6. The vehicle-mounted UV disinfection lamp of claim 1, wherein: the inner shell (12) is further provided with a guide plate (122), the guide plate (122) is integrally connected to the inner wall of the inner shell (12) and far away from one end of the air inlet (112), and the horizontal position of the guide plate (122) corresponds to the non-air outlet area of the outer shell (11).

7. The vehicle-mounted UV disinfection lamp of claim 1, wherein: the UV lamp source is UV lamp tubes (51) which are axially arranged along the shell (1), and the length of the UV lamp tubes (51) is matched with the axial length of the inner shell (12) of the disinfection area.

8. The vehicle-mounted UV disinfection lamp of claim 1, wherein: the air inlet (112) is provided with a filter component (2), the filter component (2) comprises an air inlet plate (21) and a filter plate (22), and the inner wall of the shell (11) is provided with a micro-contact switch (221); the micro-touch switch (221) is electrically connected with the wind energy generator (3), and when the micro-touch switch (221) is in contact with the filter plate (22), the micro-touch switch (221) is in a closed state.

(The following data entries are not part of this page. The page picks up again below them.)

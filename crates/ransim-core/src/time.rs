//! Simulated time, counted in fixed-length slots.

use serde::{Deserialize, Serialize};
use std::fmt;
use std::ops::Add;

/// A point in simulated time: the number of slots since simulation start.
///
/// The slot length in milliseconds is a property of the simulation
/// configuration (0.5 ms in the default calibration); `SimTime` itself is a
/// plain slot counter and never carries the unit.
#[derive(
    Debug, Clone, Copy, PartialEq, Eq, PartialOrd, Ord, Hash, Default, Serialize, Deserialize,
)]
pub struct SimTime(pub u64);

impl SimTime {
    pub const ZERO: SimTime = SimTime(0);

    /// Slot count since simulation start.
    pub fn slots(self) -> u64 {
        self.0
    }

    /// Slots elapsed since `earlier`, saturating at zero.
    pub fn since(self, earlier: SimTime) -> u64 {
        self.0.saturating_sub(earlier.0)
    }
}

impl Add<u64> for SimTime {
    type Output = SimTime;

    fn add(self, rhs: u64) -> SimTime {
        SimTime(self.0 + rhs)
    }
}

impl fmt::Display for SimTime {
    fn fmt(&self, f: &mut fmt::Formatter<'_>) -> fmt::Result {
        write!(f, "slot {}", self.0)
    }
}
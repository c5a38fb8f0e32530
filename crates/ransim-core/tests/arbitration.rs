//! The class-sticky arbitration policy and the statistics invariants.

use ransim_core::{
    ClassConfig, InterArrival, Simulation, SimulationConfig, SizeRule, TrafficClass,
};

fn class_config(
    class: TrafficClass,
    size: SizeRule,
    rate: f64,
    inter_arrival: InterArrival,
) -> ClassConfig {
    ClassConfig {
        class,
        size,
        rate,
        inter_arrival,
    }
}

fn config(duration_slots: u64, channel_capacity: usize, classes: Vec<ClassConfig>) -> SimulationConfig {
    SimulationConfig {
        duration_slots,
        slot_ms: 0.5,
        channel_capacity,
        seed: 0,
        classes,
    }
}

/// Fixed size 40 at rate 51 is ceil(40/51) = 1 ms, i.e. two 0.5 ms slots.
/// Regenerating every two slots keeps the channel continuously busy while
/// every packet starts transmitting in the slot it was created, so nothing
/// ever accumulates queueing delay.
#[test]
fn voice_back_to_back_fills_the_channel_without_waiting() {
    let cfg = config(
        10,
        1,
        vec![class_config(
            TrafficClass::Voice,
            SizeRule::Fixed { size: 40.0 },
            51.0,
            InterArrival::Fixed { slots: 2 },
        )],
    );
    let stats = Simulation::new(&cfg).unwrap().run().unwrap();

    assert_eq!(stats.packet_count, 5); // floor(10 / 2)
    assert_eq!(stats.total_wait_time, 0);
    assert_eq!(stats.total_used_time, 2 * stats.packet_count);
    assert_eq!(stats.residual_backlog, [0, 0, 0]);
}

/// Voice floods a packet every slot, each occupying the channel for two
/// slots. Video gets one packet in early and then goes quiet. Once voice
/// owns the channel it serves its own backlog to exhaustion, and a freed
/// grant is only ever offered back to the completing class, so video's
/// waiting packet is never served before the horizon even though it arrived
/// earlier than almost every voice packet that overtakes it.
#[test]
fn class_with_backlog_keeps_the_channel() {
    let cfg = config(
        200,
        1,
        vec![
            class_config(
                TrafficClass::Voice,
                SizeRule::Fixed { size: 40.0 },
                51.0,
                InterArrival::Fixed { slots: 1 },
            ),
            class_config(
                TrafficClass::Video,
                SizeRule::Fixed { size: 40.0 },
                51.0,
                InterArrival::Fixed { slots: 1000 },
            ),
        ],
    );
    let stats = Simulation::new(&cfg).unwrap().run().unwrap();

    let voice = TrafficClass::Voice.index();
    let video = TrafficClass::Video.index();
    assert!(stats.completed_by_class[voice] > 0);
    assert_eq!(stats.completed_by_class[video], 0);
    assert_eq!(stats.residual_backlog[video], 1);
    // Voice outpaces its own service rate, so its backlog keeps growing.
    assert!(stats.residual_backlog[voice] > 0);
}

/// With a second grant the early video packet no longer has to contend with
/// voice at all.
#[test]
fn second_grant_lets_both_classes_through() {
    let classes = vec![
        class_config(
            TrafficClass::Voice,
            SizeRule::Fixed { size: 40.0 },
            51.0,
            InterArrival::Fixed { slots: 1000 },
        ),
        class_config(
            TrafficClass::Video,
            SizeRule::Fixed { size: 40.0 },
            51.0,
            InterArrival::Fixed { slots: 1000 },
        ),
    ];

    let single = Simulation::new(&config(10, 1, classes.clone()))
        .unwrap()
        .run()
        .unwrap();
    assert_eq!(single.packet_count, 1);
    assert_eq!(single.residual_backlog[TrafficClass::Video.index()], 1);

    let double = Simulation::new(&config(10, 2, classes)).unwrap().run().unwrap();
    assert_eq!(double.packet_count, 2);
    assert_eq!(double.total_wait_time, 0);
    assert_eq!(double.residual_backlog, [0, 0, 0]);
}

/// End-to-end time includes queueing delay as a subset, so the totals can
/// never cross.
#[test]
fn used_time_dominates_wait_time() {
    for seed in [0, 1, 2, 99] {
        let cfg = SimulationConfig::downlink_default(seed);
        let stats = Simulation::new(&cfg).unwrap().run().unwrap();
        assert!(
            stats.total_used_time >= stats.total_wait_time,
            "seed {seed}: used {} < wait {}",
            stats.total_used_time,
            stats.total_wait_time
        );
        assert_eq!(
            stats.packet_count,
            stats.completed_by_class.iter().sum::<u64>()
        );
    }
}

9. The vehicle-mounted UV disinfection lamp of claim 1, wherein: the shell (11) comprises a shell body (111) and a base (115), the shell body (111) is in threaded connection with the base (115), a battery (6) is placed in the base (115), the battery (6) is connected with a mounting seat (52) of the UV lamp bank (5), the battery (6) is close to one side of the mounting seat (52) and is provided with two concentric contacts, and two conductive columns (521) are correspondingly arranged at the bottom of the mounting seat (52) along the direction far away from the UV lamp tube (51).

10. The vehicle-mounted UV disinfection lamp of claim 8, wherein: a baffle (121) is arranged at an opening above the inner shell (12), the baffle (121) is positioned between the filtering component (2) and the wind energy generator (3), and a plurality of through holes for air circulation are formed in the baffle (121).